I am a third generation Los Angeles native and a licensed architect with over 20 years of experience in multi-family housing, residential, commercial and historic preservation. My career in architecture started in historic preservation in Los Angeles working for Brenda Levin. As an intern for Levin and Associates in high school, I learned to focus on detail and care about every design decision. I believe that strong design comes from an empathetic understanding of the surrounding built environment and the history that has governed its existence. I have watched Los Angeles re-define its urban content over and over again with little appreciation for its past. Having worked primarily in housing both residential and multi-family for the past 15 years, I am interested in the expression of history that design has on a small scale. Architecture in its grand form controls and dominates however at the residential and daily scale architecture should envelope and comfort.
My background is in fine art and photography. I received a BFA in photography from Art Center and focused on color theory in photography and photo journalistic documentation. I am interested in how people move through space and how space informs their movement. At UC Berkeley, I received a Masters in Architecture.
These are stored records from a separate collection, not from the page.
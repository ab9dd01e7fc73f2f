use std::time::Instant;

use crate::capture::domain::camera_candidate::CameraCandidate;
use crate::capture::domain::frame_source::{CameraUnavailable, CaptureError, FrameSource};
use crate::shared::frame::Frame;

/// Live camera capture via libavdevice (v4l2, AVFoundation, VfW).
///
/// Candidates are tried in order on `open`; the first device that yields a
/// decodable video stream wins. Frames are converted to RGB24.
pub struct FfmpegCamera {
    candidates: Vec<CameraCandidate>,
    device: Option<OpenDevice>,
    frame_index: usize,
}

struct OpenDevice {
    ictx: ffmpeg_next::format::context::Input,
    decoder: ffmpeg_next::decoder::Video,
    scaler: ffmpeg_next::software::scaling::Context,
    stream_index: usize,
    width: u32,
    height: u32,
}

// Safety: FfmpegCamera is owned by the detector worker thread and never
// shared. The raw pointers inside ffmpeg types do not escape it.
unsafe impl Send for FfmpegCamera {}

impl FfmpegCamera {
    pub fn new(candidates: Vec<CameraCandidate>) -> Self {
        Self {
            candidates,
            device: None,
            frame_index: 0,
        }
    }
}

impl FrameSource for FfmpegCamera {
    fn open(&mut self) -> Result<(), CameraUnavailable> {
        let attempts: Vec<String> = self.candidates.iter().map(|c| c.label()).collect();

        if let Err(e) = ffmpeg_next::init() {
            return Err(CameraUnavailable {
                attempts,
                reason: format!("ffmpeg init failed: {e}"),
            });
        }
        ffmpeg_next::device::register_all();

        let mut last_error = String::from("no candidates configured");
        for candidate in &self.candidates {
            match open_device(candidate) {
                Ok(device) => {
                    log::info!(
                        "Opened camera {} ({}x{})",
                        candidate.label(),
                        device.width,
                        device.height
                    );
                    self.device = Some(device);
                    self.frame_index = 0;
                    return Ok(());
                }
                Err(e) => {
                    log::debug!("Camera {} unavailable: {e}", candidate.label());
                    last_error = e.to_string();
                }
            }
        }

        Err(CameraUnavailable {
            attempts,
            reason: last_error,
        })
    }

    fn read(&mut self) -> Result<Frame, CaptureError> {
        let device = self.device.as_mut().ok_or(CaptureError::NotOpen)?;
        let frame = device.next_frame(self.frame_index)?;
        self.frame_index += 1;
        Ok(frame)
    }

    fn close(&mut self) {
        self.device = None;
    }
}

fn open_device(candidate: &CameraCandidate) -> Result<OpenDevice, Box<dyn std::error::Error>> {
    let format_name = candidate.backend.format_name();
    // Demuxer names may carry aliases, e.g. "video4linux2,v4l2".
    let input_format = ffmpeg_next::device::input::video()
        .find(|f| f.name().split(',').any(|n| n == format_name))
        .ok_or_else(|| format!("ffmpeg built without {format_name} support"))?;

    let url = candidate.url();
    let ctx = ffmpeg_next::format::open_with(
        &url,
        &ffmpeg_next::format::format::Format::Input(input_format),
        ffmpeg_next::Dictionary::new(),
    )?;
    let ictx = match ctx {
        ffmpeg_next::format::context::Context::Input(ictx) => ictx,
        ffmpeg_next::format::context::Context::Output(_) => {
            return Err(format!("{url} opened as an output").into())
        }
    };

    let stream = ictx
        .streams()
        .best(ffmpeg_next::media::Type::Video)
        .ok_or("No video stream found")?;
    let stream_index = stream.index();
    let codec_ctx = ffmpeg_next::codec::context::Context::from_parameters(stream.parameters())?;
    let decoder = codec_ctx.decoder().video()?;

    let width = decoder.width();
    let height = decoder.height();
    if width == 0 || height == 0 {
        return Err(format!("{url} reported an empty frame size").into());
    }

    let scaler = ffmpeg_next::software::scaling::Context::get(
        decoder.format(),
        width,
        height,
        ffmpeg_next::format::Pixel::RGB24,
        width,
        height,
        ffmpeg_next::software::scaling::Flags::BILINEAR,
    )?;

    Ok(OpenDevice {
        ictx,
        decoder,
        scaler,
        stream_index,
        width,
        height,
    })
}

impl OpenDevice {
    /// Reads packets until the decoder produces one picture.
    fn next_frame(&mut self, index: usize) -> Result<Frame, CaptureError> {
        loop {
            if let Some(frame) = self.try_receive(index)? {
                return Ok(frame);
            }

            let mut packet = ffmpeg_next::Packet::empty();
            match packet.read(&mut self.ictx) {
                Ok(()) => {}
                // A live device never runs out; EOF is a dropped read.
                Err(ffmpeg_next::Error::Eof) => {
                    return Err(CaptureError::Device("end of stream".into()))
                }
                Err(e) => return Err(CaptureError::Device(e.to_string())),
            }
            if packet.stream() != self.stream_index {
                continue;
            }
            self.decoder
                .send_packet(&packet)
                .map_err(|e| CaptureError::Device(e.to_string()))?;
        }
    }

    fn try_receive(&mut self, index: usize) -> Result<Option<Frame>, CaptureError> {
        let mut decoded = ffmpeg_next::util::frame::video::Video::empty();
        if self.decoder.receive_frame(&mut decoded).is_err() {
            return Ok(None);
        }
        let captured_at = Instant::now();

        let mut rgb_frame = ffmpeg_next::util::frame::video::Video::empty();
        self.scaler
            .run(&decoded, &mut rgb_frame)
            .map_err(|e| CaptureError::Device(e.to_string()))?;

        let pixels = extract_rgb_pixels(&rgb_frame, self.width, self.height);
        Ok(Some(Frame::captured(
            pixels,
            self.width,
            self.height,
            index,
            captured_at,
        )))
    }
}

/// Copies pixel data from an ffmpeg frame into a tightly packed RGB buffer,
/// dropping any per-row stride padding.
fn extract_rgb_pixels(
    rgb_frame: &ffmpeg_next::util::frame::video::Video,
    width: u32,
    height: u32,
) -> Vec<u8> {
    let stride = rgb_frame.stride(0);
    let data = rgb_frame.data(0);
    let row_bytes = width as usize * 3;

    let mut pixels = Vec::with_capacity(row_bytes * height as usize);
    for row in 0..height as usize {
        let row_start = row * stride;
        pixels.extend_from_slice(&data[row_start..row_start + row_bytes]);
    }
    pixels
}
pub mod shared {
    pub mod bounding_box;
    pub mod constants;
    pub mod frame;
    pub mod model_resolver;
}

pub mod capture {
    pub mod domain {
        pub mod camera_candidate;
        pub mod frame_source;
    }
    pub mod infrastructure {
        pub mod ffmpeg_camera;
        pub mod image_sequence_source;
        pub mod mirrored_source;
    }
}

pub mod detection {
    pub mod domain {
        pub mod face_mesh;
        pub mod landmark_model;
        pub mod subject_locator;
    }
    pub mod infrastructure {
        pub mod onnx_face_mesh_model;
        pub mod onnx_session;
    }
}

pub mod gesture {
    pub mod domain {
        pub mod direction;
        pub mod hsv;
        pub mod segmenter;
    }
}

pub mod presence {
    pub mod domain {
        pub mod hold_timer;
        pub mod slot_assigner;
        pub mod slot_state;
    }
}

pub mod detector {
    pub mod config;
    pub mod frame_processor;
    pub mod gesture_switch;
    pub mod overlay;
    pub mod snapshot;
    pub mod worker;
    pub mod worker_logger;
}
My thesis studied the urban design of the street corner in Los Angeles and how the pedestrian and the automobile co-exist.
Since 2002, I have designed and built multi-family housing—market rate, low income-residential and senior living projects. I am LEED accredited since 2006 and have managed LEED projects. I see green building not as a bureaucracy to be be overdocumented but as a culture of design that should be incorporated intuitively at all levels of design and construction. Newmark Architecture opened in 2008.
My resume can be found here.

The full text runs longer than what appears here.